Imagine ordering something on Amazon and not receiving a confirmation email immediately after. You’d think something went wrong and that your purchase didn’t go through. You’d be frustrated. You’d be refreshing your inbox every 30 seconds to make sure everything’s alright. That’s how patients feel when our follow-up communication is inconsistent and infrequent. Recruitment providers should aim for zero surprises as the standard, and every step of the journey should prepare a patient for what’s coming next.

Communication should also be on the patients’ terms, which usually means texting, emailing, and then calling—in that order. Adopting an omni-channel messaging approach ensures that patients are reachable no matter what.

What’s your experience with translatability assessments?
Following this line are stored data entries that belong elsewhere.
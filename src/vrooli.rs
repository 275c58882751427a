//! Calls into the `vrooli` lifecycle CLI.
//!
//! All invocations are captures under the caller's context; the CLI's output
//! formats are parsed here and nowhere else.
use crate::command::{args, Log};
use crate::context::RunContext;
use crate::toolbox::Toolbox;
use anyhow::{anyhow, Context, Result};
use serde::{Deserialize, Serialize};
use std::path::Path;

pub const VROOLI: &str = "vrooli";

/// Subset of `vrooli scenario status <name> --json`.
#[derive(Debug, Deserialize, Serialize, Clone, Default)]
pub struct ScenarioStatus {
    #[serde(default)]
    pub status: Option<String>,
    #[serde(default)]
    pub diagnostics: StatusDiagnostics,
    #[serde(default)]
    pub insights: StatusInsights,
}

#[derive(Debug, Deserialize, Serialize, Clone, Default)]
pub struct StatusDiagnostics {
    #[serde(default)]
    pub ui_smoke: Option<serde_json::Value>,
    #[serde(default)]
    pub health_checks: Option<serde_json::Value>,
}

#[derive(Debug, Deserialize, Serialize, Clone, Default)]
pub struct StatusInsights {
    #[serde(default)]
    pub resources: Option<serde_json::Value>,
    #[serde(default)]
    pub stack: Option<serde_json::Value>,
}

/// `vrooli resource status <name> --json`.
#[derive(Debug, Deserialize, Serialize, Clone, Copy, Default, PartialEq, Eq)]
pub struct ResourceHealth {
    #[serde(default)]
    pub running: bool,
    #[serde(default)]
    pub healthy: bool,
}

impl ResourceHealth {
    pub fn is_ready(self) -> bool {
        self.running && self.healthy
    }
}

pub fn scenario_status(
    ctx: &RunContext,
    tools: &Toolbox,
    dir: &Path,
    log: &mut Log,
    scenario: &str,
) -> Result<ScenarioStatus> {
    let stdout = tools.commands.capture(
        ctx,
        dir,
        log,
        VROOLI,
        &args(["scenario", "status", scenario, "--json"]),
    )?;
    serde_json::from_str(stdout.trim())
        .with_context(|| format!("parse vrooli scenario status for {scenario}"))
}

/// Resolve a named port for a scenario.
pub fn scenario_port(
    ctx: &RunContext,
    tools: &Toolbox,
    dir: &Path,
    log: &mut Log,
    scenario: &str,
    port_name: &str,
) -> Result<u16> {
    let stdout = tools.commands.capture(
        ctx,
        dir,
        log,
        VROOLI,
        &args(["scenario", "port", scenario, port_name]),
    )?;
    parse_port(&stdout).with_context(|| format!("resolve {port_name} for {scenario}"))
}

/// First contiguous run of digits in `text`.
///
/// The CLI sometimes prints labels around the number (`UI_PORT=38140`).
pub fn parse_port(text: &str) -> Result<u16> {
    let trimmed = text.trim();
    if trimmed.is_empty() {
        return Err(anyhow!("empty port output"));
    }
    let digits: String = trimmed
        .chars()
        .skip_while(|c| !c.is_ascii_digit())
        .take_while(char::is_ascii_digit)
        .collect();
    if digits.is_empty() {
        return Err(anyhow!("no port number in {trimmed:?}"));
    }
    digits
        .parse::<u16>()
        .with_context(|| format!("port out of range: {digits}"))
}

pub fn start_scenario(
    ctx: &RunContext,
    tools: &Toolbox,
    dir: &Path,
    log: &mut Log,
    scenario: &str,
) -> Result<()> {
    tools
        .commands
        .capture(ctx, dir, log, VROOLI, &args(["scenario", "start", scenario]))
        .map(|_| ())
}

pub fn restart_scenario(
    ctx: &RunContext,
    tools: &Toolbox,
    dir: &Path,
    log: &mut Log,
    scenario: &str,
) -> Result<()> {
    tools
        .commands
        .capture(ctx, dir, log, VROOLI, &args(["scenario", "restart", scenario]))
        .map(|_| ())
}

pub fn resource_status(
    ctx: &RunContext,
    tools: &Toolbox,
    dir: &Path,
    log: &mut Log,
    resource: &str,
) -> Result<ResourceHealth> {
    let stdout = tools.commands.capture(
        ctx,
        dir,
        log,
        VROOLI,
        &args(["resource", "status", resource, "--json"]),
    )?;
    serde_json::from_str(stdout.trim())
        .with_context(|| format!("parse vrooli resource status for {resource}"))
}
This is less a question about experience and more about process. Recruitment companies cannot hope to cut through the clutter and noise of modern life with a generic message, so the real value they provide is the ability to constantly assess and understand the specific patient burden. That’s how you arrive at truly compelling messaging, without which a campaign will plateau and fade.

1nHealth commits dozens of person-hours at the beginning of each campaign to qualitative and quantitative review of the patient experience, as well as in-market testing to get feedback on early messaging concepts.

What metrics do you use?

Impressions and clicks are not meaningful, and form-fills are barely better. Unfortunately, “randomized per site per month” metrics can be meaningful but often lag so far that things can be dire before study teams realize there’s a problem.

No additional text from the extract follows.